AIM OF THE EXERCISE → In full and word for word, return the listing that follows.

SOURCE MATERIAL →
++++
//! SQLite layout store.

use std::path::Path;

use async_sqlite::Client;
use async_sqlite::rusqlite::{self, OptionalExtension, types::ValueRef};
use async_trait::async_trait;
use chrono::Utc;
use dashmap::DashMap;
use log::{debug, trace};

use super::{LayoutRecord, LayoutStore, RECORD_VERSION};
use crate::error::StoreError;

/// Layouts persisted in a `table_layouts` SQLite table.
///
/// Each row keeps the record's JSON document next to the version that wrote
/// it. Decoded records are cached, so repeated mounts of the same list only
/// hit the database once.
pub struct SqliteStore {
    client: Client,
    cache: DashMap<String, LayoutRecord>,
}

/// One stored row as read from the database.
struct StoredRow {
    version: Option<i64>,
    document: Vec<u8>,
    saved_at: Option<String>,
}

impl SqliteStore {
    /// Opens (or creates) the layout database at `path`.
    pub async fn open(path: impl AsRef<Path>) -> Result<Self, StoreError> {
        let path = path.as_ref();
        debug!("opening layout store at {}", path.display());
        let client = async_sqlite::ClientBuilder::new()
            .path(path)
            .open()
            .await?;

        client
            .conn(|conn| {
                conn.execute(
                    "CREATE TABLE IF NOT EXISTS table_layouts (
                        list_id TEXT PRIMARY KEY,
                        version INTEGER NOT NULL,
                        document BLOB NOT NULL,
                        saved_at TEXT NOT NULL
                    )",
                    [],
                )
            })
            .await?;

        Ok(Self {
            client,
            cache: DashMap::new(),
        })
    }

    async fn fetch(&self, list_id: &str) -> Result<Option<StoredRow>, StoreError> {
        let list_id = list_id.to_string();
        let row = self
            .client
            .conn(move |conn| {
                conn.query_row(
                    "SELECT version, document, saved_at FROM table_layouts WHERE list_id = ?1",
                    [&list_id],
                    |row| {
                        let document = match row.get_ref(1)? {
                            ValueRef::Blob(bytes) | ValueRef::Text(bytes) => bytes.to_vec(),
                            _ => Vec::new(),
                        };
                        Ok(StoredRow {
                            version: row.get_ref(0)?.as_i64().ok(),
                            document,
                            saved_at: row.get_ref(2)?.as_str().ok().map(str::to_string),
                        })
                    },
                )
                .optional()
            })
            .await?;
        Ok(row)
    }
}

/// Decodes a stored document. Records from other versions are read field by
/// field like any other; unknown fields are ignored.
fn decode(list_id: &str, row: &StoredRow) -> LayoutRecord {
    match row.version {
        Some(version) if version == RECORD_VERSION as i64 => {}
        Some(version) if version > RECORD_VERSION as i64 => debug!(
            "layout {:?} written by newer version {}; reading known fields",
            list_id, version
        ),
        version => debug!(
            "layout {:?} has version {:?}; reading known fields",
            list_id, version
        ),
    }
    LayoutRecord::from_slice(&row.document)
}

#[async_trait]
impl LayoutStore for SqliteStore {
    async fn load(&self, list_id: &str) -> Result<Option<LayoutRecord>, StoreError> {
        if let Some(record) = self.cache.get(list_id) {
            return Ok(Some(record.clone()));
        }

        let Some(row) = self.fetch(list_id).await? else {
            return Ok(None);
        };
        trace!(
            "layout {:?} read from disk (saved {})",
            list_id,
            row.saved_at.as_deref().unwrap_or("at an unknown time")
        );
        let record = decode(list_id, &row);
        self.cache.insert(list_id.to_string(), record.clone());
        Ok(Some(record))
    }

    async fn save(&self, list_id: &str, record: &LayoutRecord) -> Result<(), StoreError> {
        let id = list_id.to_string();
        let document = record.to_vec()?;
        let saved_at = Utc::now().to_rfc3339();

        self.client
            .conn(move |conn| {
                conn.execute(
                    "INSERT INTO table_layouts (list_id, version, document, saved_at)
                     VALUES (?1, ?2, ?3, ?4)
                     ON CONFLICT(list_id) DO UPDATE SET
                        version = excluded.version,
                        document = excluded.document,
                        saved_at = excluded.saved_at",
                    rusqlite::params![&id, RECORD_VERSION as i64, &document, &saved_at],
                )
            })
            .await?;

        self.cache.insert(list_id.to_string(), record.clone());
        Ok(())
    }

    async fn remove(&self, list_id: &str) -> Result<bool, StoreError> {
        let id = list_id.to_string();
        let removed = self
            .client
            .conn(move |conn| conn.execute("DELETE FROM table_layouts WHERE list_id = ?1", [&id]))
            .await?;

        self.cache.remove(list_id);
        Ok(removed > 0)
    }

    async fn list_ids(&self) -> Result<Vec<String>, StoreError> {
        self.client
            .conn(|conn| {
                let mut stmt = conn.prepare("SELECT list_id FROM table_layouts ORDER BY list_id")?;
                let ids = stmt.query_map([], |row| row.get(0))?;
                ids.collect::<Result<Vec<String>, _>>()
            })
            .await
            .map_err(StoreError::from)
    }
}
++++
FINAL ANSWER →
//! SQLite layout store.

use std::path::Path;

use async_sqlite::Client;
use async_sqlite::rusqlite::{self, OptionalExtension, types::ValueRef};
use async_trait::async_trait;
use chrono::Utc;
use dashmap::DashMap;
use log::{debug, trace};

use super::{LayoutRecord, LayoutStore, RECORD_VERSION};
use crate::error::StoreError;

/// Layouts persisted in a `table_layouts` SQLite table.
///
/// Each row keeps the record's JSON document next to the version that wrote
/// it. Decoded records are cached, so repeated mounts of the same list only
/// hit the database once.
pub struct SqliteStore {
    client: Client,
    cache: DashMap<String, LayoutRecord>,
}

/// One stored row as read from the database.
struct StoredRow {
    version: Option<i64>,
    document: Vec<u8>,
    saved_at: Option<String>,
}

impl SqliteStore {
    /// Opens (or creates) the layout database at `path`.
    pub async fn open(path: impl AsRef<Path>) -> Result<Self, StoreError> {
        let path = path.as_ref();
        debug!("opening layout store at {}", path.display());
        let client = async_sqlite::ClientBuilder::new()
            .path(path)
            .open()
            .await?;

        client
            .conn(|conn| {
                conn.execute(
                    "CREATE TABLE IF NOT EXISTS table_layouts (
                        list_id TEXT PRIMARY KEY,
                        version INTEGER NOT NULL,
                        document BLOB NOT NULL,
                        saved_at TEXT NOT NULL
                    )",
                    [],
                )
            })
            .await?;

        Ok(Self {
            client,
            cache: DashMap::new(),
        })
    }

    async fn fetch(&self, list_id: &str) -> Result<Option<StoredRow>, StoreError> {
        let list_id = list_id.to_string();
        let row = self
            .client
            .conn(move |conn| {
                conn.query_row(
                    "SELECT version, document, saved_at FROM table_layouts WHERE list_id = ?1",
                    [&list_id],
                    |row| {
                        let document = match row.get_ref(1)? {
                            ValueRef::Blob(bytes) | ValueRef::Text(bytes) => bytes.to_vec(),
                            _ => Vec::new(),
                        };
                        Ok(StoredRow {
                            version: row.get_ref(0)?.as_i64().ok(),
                            document,
                            saved_at: row.get_ref(2)?.as_str().ok().map(str::to_string),
                        })
                    },
                )
                .optional()
            })
            .await?;
        Ok(row)
    }
}

/// Decodes a stored document. Records from other versions are read field by
/// field like any other; unknown fields are ignored.
fn decode(list_id: &str, row: &StoredRow) -> LayoutRecord {
    match row.version {
        Some(version) if version == RECORD_VERSION as i64 => {}
        Some(version) if version > RECORD_VERSION as i64 => debug!(
            "layout {:?} written by newer version {}; reading known fields",
            list_id, version
        ),
        version => debug!(
            "layout {:?} has version {:?}; reading known fields",
            list_id, version
        ),
    }
    LayoutRecord::from_slice(&row.document)
}

#[async_trait]
impl LayoutStore for SqliteStore {
    async fn load(&self, list_id: &str) -> Result<Option<LayoutRecord>, StoreError> {
        if let Some(record) = self.cache.get(list_id) {
            return Ok(Some(record.clone()));
        }

        let Some(row) = self.fetch(list_id).await? else {
            return Ok(None);
        };
        trace!(
            "layout {:?} read from disk (saved {})",
            list_id,
            row.saved_at.as_deref().unwrap_or("at an unknown time")
        );
        let record = decode(list_id, &row);
        self.cache.insert(list_id.to_string(), record.clone());
        Ok(Some(record))
    }

    async fn save(&self, list_id: &str, record: &LayoutRecord) -> Result<(), StoreError> {
        let id = list_id.to_string();
        let document = record.to_vec()?;
        let saved_at = Utc::now().to_rfc3339();

        self.client
            .conn(move |conn| {
                conn.execute(
                    "INSERT INTO table_layouts (list_id, version, document, saved_at)
                     VALUES (?1, ?2, ?3, ?4)
                     ON CONFLICT(list_id) DO UPDATE SET
                        version = excluded.version,
                        document = excluded.document,
                        saved_at = excluded.saved_at",
                    rusqlite::params![&id, RECORD_VERSION as i64, &document, &saved_at],
                )
            })
            .await?;

        self.cache.insert(list_id.to_string(), record.clone());
        Ok(())
    }

    async fn remove(&self, list_id: &str) -> Result<bool, StoreError> {
        let id = list_id.to_string();
        let removed = self
            .client
            .conn(move |conn| conn.execute("DELETE FROM table_layouts WHERE list_id = ?1", [&id]))
            .await?;

        self.cache.remove(list_id);
        Ok(removed > 0)
    }

    async fn list_ids(&self) -> Result<Vec<String>, StoreError> {
        self.client
            .conn(|conn| {
                let mut stmt = conn.prepare("SELECT list_id FROM table_layouts ORDER BY list_id")?;
                let ids = stmt.query_map([], |row| row.get(0))?;
                ids.collect::<Result<Vec<String>, _>>()
            })
            .await
            .map_err(StoreError::from)
    }
}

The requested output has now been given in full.